The problem: All of the data needs to be repeated exactly.
-.-.-
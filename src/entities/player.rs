use std::f32::consts::SQRT_2;

use glam::Vec2;

use super::{EntityId, Particle};
use crate::collision::Aabb;
use crate::config::GameConfig;
use crate::input::InputSnapshot;

/// Palette tag for player shots; the renderer maps it to a concrete color.
#[derive(Debug, Clone, Copy, PartialEq, Eq)]
pub enum LaserColor {
    Standard,
    Boosted,
}

/// The player ship.
///
/// Session-mutable tuning (fire delay, laser color) lives here rather than
/// in the shared config, so a reset restores it along with everything else.
#[derive(Debug, Clone)]
pub struct Player {
    pub id: EntityId,
    pub pos: Vec2,
    /// Per-tick scratch value: assigned from held input each tick and
    /// zeroed again at the end of movement, so there is no momentum
    pub vel: Vec2,
    pub size: Vec2,
    pub health: u32,
    /// Seconds since the last shot. Primed to the fire delay so a fresh
    /// ship can shoot immediately
    pub since_last_shot: f32,
    /// Current seconds between shots; a speed powerup shortens it
    pub fire_delay: f32,
    pub laser_color: LaserColor,
    /// Bomb charges left
    pub bombs: u32,
    pub trail: Vec<Particle>,
    since_particle: f32,
}

impl Player {
    pub fn new(id: EntityId, config: &GameConfig) -> Self {
        Self {
            id,
            pos: Vec2::new(config.field_width / 2.0, config.field_height - 100.0),
            vel: Vec2::ZERO,
            size: config.player_size,
            health: config.player_health,
            since_last_shot: config.fire_delay,
            fire_delay: config.fire_delay,
            laser_color: LaserColor::Standard,
            bombs: config.starting_bombs,
            trail: Vec::new(),
            since_particle: 0.0,
        }
    }

    /// Ages and evicts existing trail puffs. Emission happens during
    /// movement, while this tick's velocity is still set.
    pub fn update_trail(&mut self, dt: f32) {
        for p in &mut self.trail {
            p.update(dt);
        }
        self.trail.retain(|p| !p.is_expired());
    }

    /// Turns held movement actions into this tick's displacement: sum the
    /// signed axis intents, normalize diagonals so they are no faster than
    /// straight lines, integrate, clamp to the field.
    pub fn update_movement(&mut self, input: &InputSnapshot, dt: f32, config: &GameConfig) {
        let mut intent = Vec2::ZERO;
        if input.left {
            intent.x -= 1.0;
        }
        if input.right {
            intent.x += 1.0;
        }
        if input.up {
            intent.y -= 1.0;
        }
        if input.down {
            intent.y += 1.0;
        }
        if intent.x != 0.0 && intent.y != 0.0 {
            intent /= SQRT_2;
        }

        self.vel = intent * dt * config.player_speed;
        self.pos += self.vel;
        self.pos.x = self.pos.x.clamp(0.0, config.field_width - self.size.x);
        self.pos.y = self.pos.y.clamp(0.0, config.field_height - self.size.y);

        self.since_particle += dt;
        if self.since_particle >= config.particle_interval {
            self.trail
                .push(Particle::trail(self.pos, self.size, self.vel));
            self.since_particle = 0.0;
        }

        self.vel = Vec2::ZERO;
    }

    pub fn update_cooldown(&mut self, dt: f32) {
        self.since_last_shot += dt;
    }

    pub fn can_fire(&self) -> bool {
        self.since_last_shot >= self.fire_delay
    }

    pub fn reset_cooldown(&mut self) {
        self.since_last_shot = 0.0;
    }

    pub fn take_damage(&mut self, damage: u32) {
        self.health = self.health.saturating_sub(damage);
    }

    pub fn is_alive(&self) -> bool {
        self.health > 0
    }

    /// Logical destruction: the wreck is parked far off-field so nothing
    /// can collide with it while the game-over screen is up.
    pub fn destroy(&mut self) {
        self.pos = Vec2::new(999.0, 999.0);
    }

    pub fn aabb(&self) -> Aabb {
        Aabb::from_pos_size(self.pos, self.size)
    }

    pub fn get_sprite_lines(&self) -> Vec<&'static str> {
        vec![" /^\\ ", "|*=*|", "/!-!\\"]
    }
}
-.-.-
Written response:
filename src/entities/player.rs
use std::f32::consts::SQRT_2;

use glam::Vec2;

use super::{EntityId, Particle};
use crate::collision::Aabb;
use crate::config::GameConfig;
use crate::input::InputSnapshot;

/// Palette tag for player shots; the renderer maps it to a concrete color.
#[derive(Debug, Clone, Copy, PartialEq, Eq)]
pub enum LaserColor {
    Standard,
    Boosted,
}

/// The player ship.
///
/// Session-mutable tuning (fire delay, laser color) lives here rather than
/// in the shared config, so a reset restores it along with everything else.
#[derive(Debug, Clone)]
pub struct Player {
    pub id: EntityId,
    pub pos: Vec2,
    /// Per-tick scratch value: assigned from held input each tick and
    /// zeroed again at the end of movement, so there is no momentum
    pub vel: Vec2,
    pub size: Vec2,
    pub health: u32,
    /// Seconds since the last shot. Primed to the fire delay so a fresh
    /// ship can shoot immediately
    pub since_last_shot: f32,
    /// Current seconds between shots; a speed powerup shortens it
    pub fire_delay: f32,
    pub laser_color: LaserColor,
    /// Bomb charges left
    pub bombs: u32,
    pub trail: Vec<Particle>,
    since_particle: f32,
}

impl Player {
    pub fn new(id: EntityId, config: &GameConfig) -> Self {
        Self {
            id,
            pos: Vec2::new(config.field_width / 2.0, config.field_height - 100.0),
            vel: Vec2::ZERO,
            size: config.player_size,
            health: config.player_health,
            since_last_shot: config.fire_delay,
            fire_delay: config.fire_delay,
            laser_color: LaserColor::Standard,
            bombs: config.starting_bombs,
            trail: Vec::new(),
            since_particle: 0.0,
        }
    }

    /// Ages and evicts existing trail puffs. Emission happens during
    /// movement, while this tick's velocity is still set.
    pub fn update_trail(&mut self, dt: f32) {
        for p in &mut self.trail {
            p.update(dt);
        }
        self.trail.retain(|p| !p.is_expired());
    }

    /// Turns held movement actions into this tick's displacement: sum the
    /// signed axis intents, normalize diagonals so they are no faster than
    /// straight lines, integrate, clamp to the field.
    pub fn update_movement(&mut self, input: &InputSnapshot, dt: f32, config: &GameConfig) {
        let mut intent = Vec2::ZERO;
        if input.left {
            intent.x -= 1.0;
        }
        if input.right {
            intent.x += 1.0;
        }
        if input.up {
            intent.y -= 1.0;
        }
        if input.down {
            intent.y += 1.0;
        }
        if intent.x != 0.0 && intent.y != 0.0 {
            intent /= SQRT_2;
        }

        self.vel = intent * dt * config.player_speed;
        self.pos += self.vel;
        self.pos.x = self.pos.x.clamp(0.0, config.field_width - self.size.x);
        self.pos.y = self.pos.y.clamp(0.0, config.field_height - self.size.y);

        self.since_particle += dt;
        if self.since_particle >= config.particle_interval {
            self.trail
                .push(Particle::trail(self.pos, self.size, self.vel));
            self.since_particle = 0.0;
        }

        self.vel = Vec2::ZERO;
    }

    pub fn update_cooldown(&mut self, dt: f32) {
        self.since_last_shot += dt;
    }

    pub fn can_fire(&self) -> bool {
        self.since_last_shot >= self.fire_delay
    }

    pub fn reset_cooldown(&mut self) {
        self.since_last_shot = 0.0;
    }

    pub fn take_damage(&mut self, damage: u32) {
        self.health = self.health.saturating_sub(damage);
    }

    pub fn is_alive(&self) -> bool {
        self.health > 0
    }

    /// Logical destruction: the wreck is parked far off-field so nothing
    /// can collide with it while the game-over screen is up.
    pub fn destroy(&mut self) {
        self.pos = Vec2::new(999.0, 999.0);
    }

    pub fn aabb(&self) -> Aabb {
        Aabb::from_pos_size(self.pos, self.size)
    }

    pub fn get_sprite_lines(&self) -> Vec<&'static str> {
        vec![" /^\\ ", "|*=*|", "/!-!\\"]
    }
}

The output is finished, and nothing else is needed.